[Dataset Boundary: Start]

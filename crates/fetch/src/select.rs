//! Filename selection by time window.

use std::collections::HashSet;

use chrono::{NaiveDateTime, TimeDelta};

/// Keeps filenames whose coverage-start stamp falls in the widened period.
///
/// Builds the set of `_%Y%m%dT%H` stamps obtained by stepping from
/// `start - w` to `end + w` in `w`-minute increments (a zero window
/// steps hourly) and keeps every name containing one of them. This
/// mirrors the provider listing convention where files are cut on the
/// window cadence.
pub fn select_by_window(
    names: &[String],
    start: NaiveDateTime,
    end: NaiveDateTime,
    window_minutes: i64,
) -> Vec<String> {
    let step = TimeDelta::minutes(window_minutes.max(1).min(60));
    let lo = start - TimeDelta::minutes(window_minutes);
    let hi = end + TimeDelta::minutes(window_minutes);

    let mut stamps: HashSet<String> = HashSet::new();
    let mut t = lo;
    while t <= hi {
        stamps.insert(format!("_{}", t.format("%Y%m%dT%H")));
        t += step;
    }

    names
        .iter()
        .filter(|name| stamps.iter().any(|s| name.contains(s.as_str())))
        .cloned()
        .collect()
}
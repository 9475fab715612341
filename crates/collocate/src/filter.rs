//! Observation pre-filtering by time window and region.

use chrono::NaiveDateTime;
use nereus_io::SwathSeries;
use nereus_region::Region;
use nereus_temporal::match_window;
use tracing::debug;

/// Observations surviving the time and region filters.
///
/// Parallel columns; `indices` point back into the source swath series.
#[derive(Debug, Clone, Default, PartialEq)]
pub struct ObsSubset {
    /// Sample instants.
    pub times: Vec<NaiveDateTime>,
    /// Significant wave height in meters.
    pub hs: Vec<f64>,
    /// Latitudes in degrees north.
    pub lats: Vec<f64>,
    /// Longitudes in degrees east.
    pub lons: Vec<f64>,
    /// Indices of the surviving samples in the source series.
    pub indices: Vec<usize>,
}

impl ObsSubset {
    /// Number of surviving observations.
    pub fn len(&self) -> usize {
        self.indices.len()
    }

    /// Whether nothing survived the filters.
    pub fn is_empty(&self) -> bool {
        self.indices.is_empty()
    }
}

/// Selects the swath samples inside the time window and the region.
///
/// The time filter runs first (`[target - w, target + w)` for a single
/// instant, `[target - w, end + w)` when `end` is given), then the
/// region membership test. Input order is preserved and an empty result
/// is normal operation.
pub fn filter_observations(
    swath: &SwathSeries,
    region: &Region,
    target: NaiveDateTime,
    end: Option<NaiveDateTime>,
    window_minutes: i64,
) -> ObsSubset {
    let in_window = match_window(target, end, window_minutes, &swath.times);

    let mut subset = ObsSubset::default();
    for &i in &in_window.indices {
        if region.contains(swath.lats[i], swath.lons[i]) {
            subset.times.push(swath.times[i]);
            subset.hs.push(swath.hs[i]);
            subset.lats.push(swath.lats[i]);
            subset.lons.push(swath.lons[i]);
            subset.indices.push(i);
        }
    }
    debug!(
        total = swath.len(),
        in_window = in_window.len(),
        in_region = subset.len(),
        "observations filtered"
    );
    subset
}
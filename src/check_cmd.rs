//! Check command: inspect available observations for a period and region.

use anyhow::{bail, Context, Result};
use tracing::{info, info_span, warn};

use nereus_collocate::filter_observations;
use nereus_io::{list_swath_files, read_swath_files, satellite_basetime, write_obs_dump};
use nereus_qc::{detect_outliers, OutlierConfig};
use nereus_stats::{nanmean, nanstd};
use nereus_temporal::datetimes_to_epoch_offsets;

use crate::cli::CheckArgs;
use crate::convert;

/// Run the observation check for one satellite, period, and region.
pub fn run(args: CheckArgs) -> Result<()> {
    let _cmd = info_span!("check").entered();
    let config = convert::load_config(&args.config)?;
    let start = convert::parse_date(&args.start_date)?;
    let end = match args.end_date {
        Some(ref s) => convert::parse_date(s)?,
        None => start,
    };
    if end < start {
        bail!("end date {end} precedes start date {start}");
    }
    let region = convert::build_region(&config, &args.region)?;
    let timewin = config.collocation.timewin_minutes;

    let root = config.paths.download_root.join(&args.sat);
    let files = list_swath_files(&root, &args.sat, start, end, timewin)
        .with_context(|| format!("failed to list swath files under {}", root.display()))?;
    info!(sat = %args.sat, files = files.len(), "swath files found");

    let swath = read_swath_files(&files)?;
    let interval_end = if end > start { Some(end) } else { None };
    let subset = filter_observations(&swath, &region, start, interval_end, timewin);
    if subset.is_empty() {
        warn!(region = %args.region, "no observations in region and period");
        return Ok(());
    }

    let offsets = datetimes_to_epoch_offsets(satellite_basetime(), &subset.times);
    let outliers = detect_outliers(&offsets, &subset.hs, None, &OutlierConfig::default());
    info!(
        footprints = subset.len(),
        mean_hs = format!("{:.2}", nanmean(&subset.hs)),
        std_hs = format!("{:.2}", nanstd(&subset.hs)),
        outliers = outliers.len(),
        first = %subset.times[0],
        last = %subset.times[subset.len() - 1],
        "observation summary"
    );

    if let Some(ref dump) = args.dump {
        write_obs_dump(dump, &args.sat, &offsets, &subset.lats, &subset.lons, &subset.hs)?;
        info!(path = %dump.display(), "observation dump written");
    }
    Ok(())
}
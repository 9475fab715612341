//! # nereus-collocate
//!
//! Spatiotemporal matching of altimeter observations against wave-model
//! fields: filter a swath down to the step's time window and region,
//! then pair each surviving observation with its nearest valid grid
//! cell under distance and time tolerances.

mod error;
mod filter;
mod matcher;

pub use error::CollocateError;
pub use filter::{filter_observations, ObsSubset};
pub use matcher::{collocate, CollocationConfig, MatchRecord};
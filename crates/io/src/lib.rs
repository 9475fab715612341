//! # nereus-io
//!
//! Read altimeter swaths and wave-model fields from NetCDF, and persist
//! collocation, validation, and observation-dump products. Bridges
//! external file formats into nereus's internal `&[f64]` slice-based
//! APIs and owns the filename and partition conventions of the archive.

mod error;
mod filenames;
mod model;
mod netcdf_read;
mod swath;
mod writers;

pub use error::IoError;
pub use filenames::{
    coll_dir, coll_filename, obs_dump_filename, parse_swath_stamp, swath_dir, val_dir,
    val_filename, SWATH_STAMP_FORMAT,
};
pub use model::{read_model_field, ModelField, ModelSpec};
pub use swath::{list_swath_files, read_swath_files, satellite_basetime, SwathSeries};
pub use writers::{
    append_collocation, append_validation, read_collocation, write_obs_dump, CollocationRows,
    CollocationSeries, ValidationRow,
};
//! Nearest-cell matching of filtered observations against a model field.

use chrono::NaiveDateTime;
use nereus_geo::nearest_cells;
use nereus_io::ModelField;
use nereus_temporal::match_window;
use tracing::debug;

use crate::error::CollocateError;
use crate::filter::ObsSubset;

/// Matching tolerances.
///
/// Defaults mirror the operational setup: a 6 km separation limit on a
/// nominally 4 km grid, and a 30 minute window around the field's valid
/// time.
#[derive(Debug, Clone, PartialEq)]
pub struct CollocationConfig {
    /// Maximum observation-to-cell separation in km.
    pub distance_limit_km: f64,
    /// Half-width of the valid-time tolerance window in minutes.
    pub time_window_minutes: i64,
}

impl Default for CollocationConfig {
    fn default() -> Self {
        Self {
            distance_limit_km: 6.0,
            time_window_minutes: 30,
        }
    }
}

impl CollocationConfig {
    /// Sets the separation limit in km.
    pub fn with_distance_limit_km(mut self, limit: f64) -> Self {
        self.distance_limit_km = limit;
        self
    }

    /// Sets the time tolerance in minutes.
    pub fn with_time_window_minutes(mut self, minutes: i64) -> Self {
        self.time_window_minutes = minutes;
        self
    }
}

/// One resolved observation/model pair.
///
/// A record exists only when both sides resolved: the observation found
/// an unmasked cell within the distance limit and its timestamp fell in
/// the valid-time window. `distance_km` is always non-negative.
#[derive(Debug, Clone, PartialEq)]
pub struct MatchRecord {
    /// Observation instant.
    pub time: NaiveDateTime,
    /// Model Hs at the matched cell.
    pub model_hs: f64,
    /// Latitude of the matched cell.
    pub model_lat: f64,
    /// Longitude of the matched cell.
    pub model_lon: f64,
    /// Observed Hs.
    pub obs_hs: f64,
    /// Observation latitude.
    pub obs_lat: f64,
    /// Observation longitude.
    pub obs_lon: f64,
    /// Great-circle separation in km.
    pub distance_km: f64,
}

/// Matches each observation to its nearest valid model cell.
///
/// Observations are processed in series order. Cells with a NaN value
/// are masked out of the search; an observation is skipped when the
/// nearest valid cell lies beyond the distance limit or its timestamp
/// misses the valid-time window. Distance ties resolve to the first
/// cell in row-major scan order. The function is pure: identical inputs
/// produce identical output, and empty input produces empty output.
pub fn collocate(
    field: &ModelField,
    obs: &ObsSubset,
    config: &CollocationConfig,
) -> Result<Vec<MatchRecord>, CollocateError> {
    let mask: Vec<bool> = field.values.iter().map(|v| !v.is_nan()).collect();
    let mut records = Vec::new();

    for i in 0..obs.len() {
        let in_window = match_window(
            field.valid_time,
            None,
            config.time_window_minutes,
            &obs.times[i..i + 1],
        );
        if in_window.is_empty() {
            continue;
        }

        let nearest = nearest_cells(
            &field.lats,
            &field.lons,
            field.ny,
            field.nx,
            obs.lats[i],
            obs.lons[i],
            Some(&mask),
            Some(config.distance_limit_km),
        )?;
        let Some(&(row, col)) = nearest.cells.first() else {
            continue;
        };
        let cell = row * field.nx + col;

        records.push(MatchRecord {
            time: obs.times[i],
            model_hs: field.values[cell],
            model_lat: field.lats[cell],
            model_lon: field.lons[cell],
            obs_hs: obs.hs[i],
            obs_lat: obs.lats[i],
            obs_lon: obs.lons[i],
            distance_km: nearest.distance_km,
        });
    }

    if records.is_empty() {
        debug!(valid_time = %field.valid_time, "no collocated values");
    } else {
        debug!(
            valid_time = %field.valid_time,
            matches = records.len(),
            observations = obs.len(),
            "collocation complete"
        );
    }
    Ok(records)
}
//! Outlier screening for Hs observation series.

use std::collections::BTreeSet;

use nereus_stats::{nanmean, nanstd};
use tracing::debug;

/// Tuning parameters for [`detect_outliers`].
///
/// Defaults match the operational screening of altimeter Hs: values below
/// 1 m are never spike-flagged, values above 30 m are always rejected, and
/// the local z-score baseline spans 25 samples.
#[derive(Debug, Clone, PartialEq)]
pub struct OutlierConfig {
    /// Values must exceed this (in m) to be spike-flagged.
    pub lower_limit: f64,
    /// Values above this (in m) are rejected outright.
    pub upper_limit: f64,
    /// Number of samples in the local z-score baseline.
    pub window: usize,
    /// Consecutive samples closer than this (in seconds) count as
    /// neighbors for the tripling test.
    pub max_gap_secs: f64,
}

impl Default for OutlierConfig {
    fn default() -> Self {
        Self {
            lower_limit: 1.0,
            upper_limit: 30.0,
            window: 25,
            max_gap_secs: 2.0,
        }
    }
}

impl OutlierConfig {
    /// Sets the lower physical limit.
    pub fn with_lower_limit(mut self, limit: f64) -> Self {
        self.lower_limit = limit;
        self
    }

    /// Sets the upper physical limit.
    pub fn with_upper_limit(mut self, limit: f64) -> Self {
        self.upper_limit = limit;
        self
    }

    /// Sets the baseline window length.
    pub fn with_window(mut self, window: usize) -> Self {
        self.window = window;
        self
    }

    /// Sets the neighbor time-gap threshold in seconds.
    pub fn with_max_gap_secs(mut self, secs: f64) -> Self {
        self.max_gap_secs = secs;
        self
    }
}

/// Local z-score of `values[i]` against a moving baseline.
///
/// Baseline selection: the whole series when it is shorter than the
/// window; the first `window` samples near the leading edge; a centered
/// window in the interior; the trailing `window` samples near the end.
fn local_z(values: &[f64], i: usize, window: usize) -> f64 {
    let len = values.len();
    let half = window / 2;
    let baseline = if len < window {
        &values[..]
    } else if i <= half {
        &values[..window]
    } else if i < len - half {
        &values[i - half..i + half]
    } else {
        &values[len.saturating_sub(window + 1)..len - 1]
    };
    (values[i] - nanmean(baseline)) / nanstd(baseline)
}

/// Flags anomalous samples in an Hs series.
///
/// Three passes whose union is returned as a sorted, deduplicated index
/// set:
///
/// - forward: a sample above the lower limit is flagged when its
///   predecessor is at least triple its value under a small time gap, or
///   when its local z-score exceeds 2;
/// - backward: the mirror rule, with the successor at most a third of the
///   value;
/// - hard limit: any sample above the upper physical limit.
///
/// `times` are numeric instants in seconds (epoch offsets); `_reference`
/// is reserved for comparison against a co-located series and is currently
/// unused. An empty result means no outliers, not a failure.
///
/// # Panics
///
/// Panics if `times` and `values` differ in length.
pub fn detect_outliers(
    times: &[f64],
    values: &[f64],
    _reference: Option<&[f64]>,
    config: &OutlierConfig,
) -> Vec<usize> {
    assert_eq!(times.len(), values.len(), "detect_outliers: series length mismatch");
    let len = values.len();
    let mut flagged: BTreeSet<usize> = BTreeSet::new();

    // forward check
    for i in 1..len {
        let z = local_z(values, i, config.window);
        let gap = times[i] - times[i - 1];
        let spike = if gap < config.max_gap_secs {
            values[i - 1] >= 3.0 * values[i] || z > 2.0
        } else {
            z > 2.0
        };
        if values[i] > config.lower_limit && spike {
            flagged.insert(i);
        }
    }

    // backward check
    for i in 0..len.saturating_sub(1) {
        let z = local_z(values, i, config.window);
        let gap = times[i + 1] - times[i];
        let spike = if gap < config.max_gap_secs {
            values[i + 1] <= values[i] / 3.0 || z > 2.0
        } else {
            z > 2.0
        };
        if values[i] > config.lower_limit && spike {
            flagged.insert(i);
        }
    }

    // hard physical limit
    for (i, &v) in values.iter().enumerate() {
        if v > config.upper_limit {
            flagged.insert(i);
        }
    }

    if flagged.is_empty() {
        debug!("no outliers detected");
    } else {
        debug!(outliers = flagged.len(), values = len, "outliers detected");
    }
    flagged.into_iter().collect()
}

#[cfg(test)]
mod tests {
    use super::*;

    /// One-second sampling cadence.
    fn times(n: usize) -> Vec<f64> {
        (0..n).map(|i| i as f64).collect()
    }

    #[test]
    fn constant_series_no_flags() {
        let t = times(40);
        let v = vec![2.5; 40];
        assert!(detect_outliers(&t, &v, None, &OutlierConfig::default()).is_empty());
    }

    #[test]
    fn hard_limit_flags_regardless_of_neighbors() {
        let t = times(10);
        let mut v = vec![31.0; 10];
        v[4] = 35.0;
        let idx = detect_outliers(&t, &v, None, &OutlierConfig::default());
        // Every value exceeds the 30 m limit
        assert_eq!(idx, (0..10).collect::<Vec<_>>());
    }

    #[test]
    fn single_spike_is_flagged() {
        let t = times(30);
        let mut v = vec![2.0; 30];
        v[15] = 12.0;
        let idx = detect_outliers(&t, &v, None, &OutlierConfig::default());
        assert!(idx.contains(&15));
    }

    #[test]
    fn values_below_lower_limit_never_spike_flagged() {
        let t = times(30);
        // A relative spike that stays below the 1 m limit
        let mut v = vec![0.2; 30];
        v[15] = 0.9;
        let idx = detect_outliers(&t, &v, None, &OutlierConfig::default());
        assert!(idx.is_empty());
    }

    #[test]
    fn tripling_neighbor_rule_under_small_gap() {
        // Short series: z baseline is the whole series; predecessor triple
        // of successor triggers the forward rule even with moderate z
        let t = times(6);
        let v = vec![2.0, 2.0, 9.0, 2.5, 2.0, 2.0];
        let idx = detect_outliers(&t, &v, None, &OutlierConfig::default());
        // 9.0 flagged (spike), 2.5 flagged by forward tripling (9.0 >= 3*2.5)
        assert!(idx.contains(&2));
        assert!(idx.contains(&3));
    }

    #[test]
    fn tripling_rule_suppressed_across_large_gap() {
        // Same values, but a large time gap before index 3 disables the
        // neighbor comparison there
        let t = vec![0.0, 1.0, 2.0, 3600.0, 3601.0, 3602.0];
        let v = vec![2.0, 2.0, 9.0, 2.5, 2.0, 2.0];
        let idx = detect_outliers(&t, &v, None, &OutlierConfig::default());
        assert!(idx.contains(&2));
        assert!(!idx.contains(&3));
    }

    #[test]
    fn result_is_sorted_and_unique() {
        let t = times(30);
        let mut v = vec![2.0; 30];
        v[5] = 40.0;
        v[20] = 14.0;
        let idx = detect_outliers(&t, &v, None, &OutlierConfig::default());
        let mut sorted = idx.clone();
        sorted.sort_unstable();
        sorted.dedup();
        assert_eq!(idx, sorted);
    }

    #[test]
    fn custom_limits_respected() {
        let t = times(5);
        let v = vec![4.0, 4.5, 5.0, 4.5, 4.0];
        let config = OutlierConfig::default().with_upper_limit(4.75);
        let idx = detect_outliers(&t, &v, None, &config);
        assert_eq!(idx, vec![2]);
    }

    #[test]
    fn empty_series() {
        assert!(detect_outliers(&[], &[], None, &OutlierConfig::default()).is_empty());
    }

    #[test]
    fn nan_values_do_not_poison_baseline() {
        let t = times(30);
        let mut v = vec![2.0; 30];
        v[3] = f64::NAN;
        v[15] = 12.0;
        let idx = detect_outliers(&t, &v, None, &OutlierConfig::default());
        assert!(idx.contains(&15));
        assert!(!idx.contains(&3));
    }
}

[Dataset Boundary: End]

Work instruction:
Within the listing above, the range opens at the line with "pub fn is_empty(&self)" and closes at the line with "let mut subset = ObsSubset::default();". Reproduce exactly the lines of that range, including both ends.

Response area:
    pub fn is_empty(&self) -> bool {
        self.indices.is_empty()
    }
}

/// Selects the swath samples inside the time window and the region.
///
/// The time filter runs first (`[target - w, target + w)` for a single
/// instant, `[target - w, end + w)` when `end` is given), then the
/// region membership test. Input order is preserved and an empty result
/// is normal operation.
pub fn filter_observations(
    swath: &SwathSeries,
    region: &Region,
    target: NaiveDateTime,
    end: Option<NaiveDateTime>,
    window_minutes: i64,
) -> ObsSubset {
    let in_window = match_window(target, end, window_minutes, &swath.times);

    let mut subset = ObsSubset::default();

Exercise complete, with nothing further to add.